> Dataset content
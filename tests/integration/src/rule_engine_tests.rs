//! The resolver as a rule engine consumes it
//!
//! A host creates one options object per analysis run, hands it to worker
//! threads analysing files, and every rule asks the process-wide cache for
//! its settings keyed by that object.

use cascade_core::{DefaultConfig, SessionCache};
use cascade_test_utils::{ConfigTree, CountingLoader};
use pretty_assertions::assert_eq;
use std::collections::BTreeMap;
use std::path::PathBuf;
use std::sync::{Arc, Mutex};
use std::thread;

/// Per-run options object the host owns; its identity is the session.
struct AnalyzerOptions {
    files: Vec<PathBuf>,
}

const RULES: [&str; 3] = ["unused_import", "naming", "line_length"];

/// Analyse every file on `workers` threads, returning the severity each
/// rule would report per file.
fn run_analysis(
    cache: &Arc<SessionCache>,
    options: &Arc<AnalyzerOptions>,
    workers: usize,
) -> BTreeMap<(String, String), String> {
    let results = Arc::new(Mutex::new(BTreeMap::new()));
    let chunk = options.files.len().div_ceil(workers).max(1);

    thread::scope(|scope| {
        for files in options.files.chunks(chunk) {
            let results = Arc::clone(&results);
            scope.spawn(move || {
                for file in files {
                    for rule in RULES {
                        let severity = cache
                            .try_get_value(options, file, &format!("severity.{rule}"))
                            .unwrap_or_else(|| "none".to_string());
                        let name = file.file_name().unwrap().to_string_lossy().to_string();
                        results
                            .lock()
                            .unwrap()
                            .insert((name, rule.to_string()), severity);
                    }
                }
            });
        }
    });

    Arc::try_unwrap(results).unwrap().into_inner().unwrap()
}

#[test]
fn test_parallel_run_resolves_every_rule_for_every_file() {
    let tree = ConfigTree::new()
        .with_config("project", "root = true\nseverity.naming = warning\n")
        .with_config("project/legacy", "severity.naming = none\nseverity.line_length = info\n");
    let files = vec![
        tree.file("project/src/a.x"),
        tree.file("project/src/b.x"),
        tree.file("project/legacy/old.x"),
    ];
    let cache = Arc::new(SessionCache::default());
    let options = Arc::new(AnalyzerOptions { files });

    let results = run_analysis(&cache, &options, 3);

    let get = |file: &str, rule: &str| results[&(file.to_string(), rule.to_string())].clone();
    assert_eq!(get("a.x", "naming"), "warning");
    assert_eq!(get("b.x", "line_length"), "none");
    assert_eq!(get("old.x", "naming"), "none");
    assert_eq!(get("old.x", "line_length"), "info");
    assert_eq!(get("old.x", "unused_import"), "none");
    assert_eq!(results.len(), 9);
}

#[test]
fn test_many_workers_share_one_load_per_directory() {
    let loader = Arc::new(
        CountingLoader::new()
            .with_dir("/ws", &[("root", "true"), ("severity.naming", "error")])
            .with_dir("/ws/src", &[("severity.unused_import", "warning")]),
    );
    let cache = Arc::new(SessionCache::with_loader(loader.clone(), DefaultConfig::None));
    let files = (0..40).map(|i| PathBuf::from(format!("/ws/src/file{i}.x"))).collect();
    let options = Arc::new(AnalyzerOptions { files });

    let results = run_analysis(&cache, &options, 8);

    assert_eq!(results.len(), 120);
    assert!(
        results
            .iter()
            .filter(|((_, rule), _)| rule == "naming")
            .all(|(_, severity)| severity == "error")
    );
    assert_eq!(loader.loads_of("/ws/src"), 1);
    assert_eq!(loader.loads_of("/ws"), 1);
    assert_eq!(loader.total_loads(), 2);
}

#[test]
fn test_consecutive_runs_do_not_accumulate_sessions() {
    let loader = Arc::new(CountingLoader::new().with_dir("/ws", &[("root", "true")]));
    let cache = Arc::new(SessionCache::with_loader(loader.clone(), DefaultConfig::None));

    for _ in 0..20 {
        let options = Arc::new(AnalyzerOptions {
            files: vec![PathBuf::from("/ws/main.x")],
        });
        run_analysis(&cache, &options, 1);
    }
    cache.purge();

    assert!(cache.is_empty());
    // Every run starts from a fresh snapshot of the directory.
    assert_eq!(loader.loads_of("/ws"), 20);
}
--
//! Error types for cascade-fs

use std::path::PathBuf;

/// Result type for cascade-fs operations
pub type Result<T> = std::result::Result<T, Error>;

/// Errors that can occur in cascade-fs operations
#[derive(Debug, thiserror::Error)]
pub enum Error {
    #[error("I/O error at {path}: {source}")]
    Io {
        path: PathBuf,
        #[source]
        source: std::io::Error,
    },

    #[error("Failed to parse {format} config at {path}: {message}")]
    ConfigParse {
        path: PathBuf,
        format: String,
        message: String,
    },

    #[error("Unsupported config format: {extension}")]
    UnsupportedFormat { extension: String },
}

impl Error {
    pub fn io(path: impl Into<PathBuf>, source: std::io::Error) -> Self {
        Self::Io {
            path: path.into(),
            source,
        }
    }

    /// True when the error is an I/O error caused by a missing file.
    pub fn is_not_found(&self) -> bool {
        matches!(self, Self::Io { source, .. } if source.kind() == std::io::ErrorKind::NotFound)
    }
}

> Problem details
Given the word "object", show every line of the records that contains it.

> Answer to this problem
//! A host creates one options object per analysis run, hands it to worker
//! its settings keyed by that object.
/// Per-run options object the host owns; its identity is the session.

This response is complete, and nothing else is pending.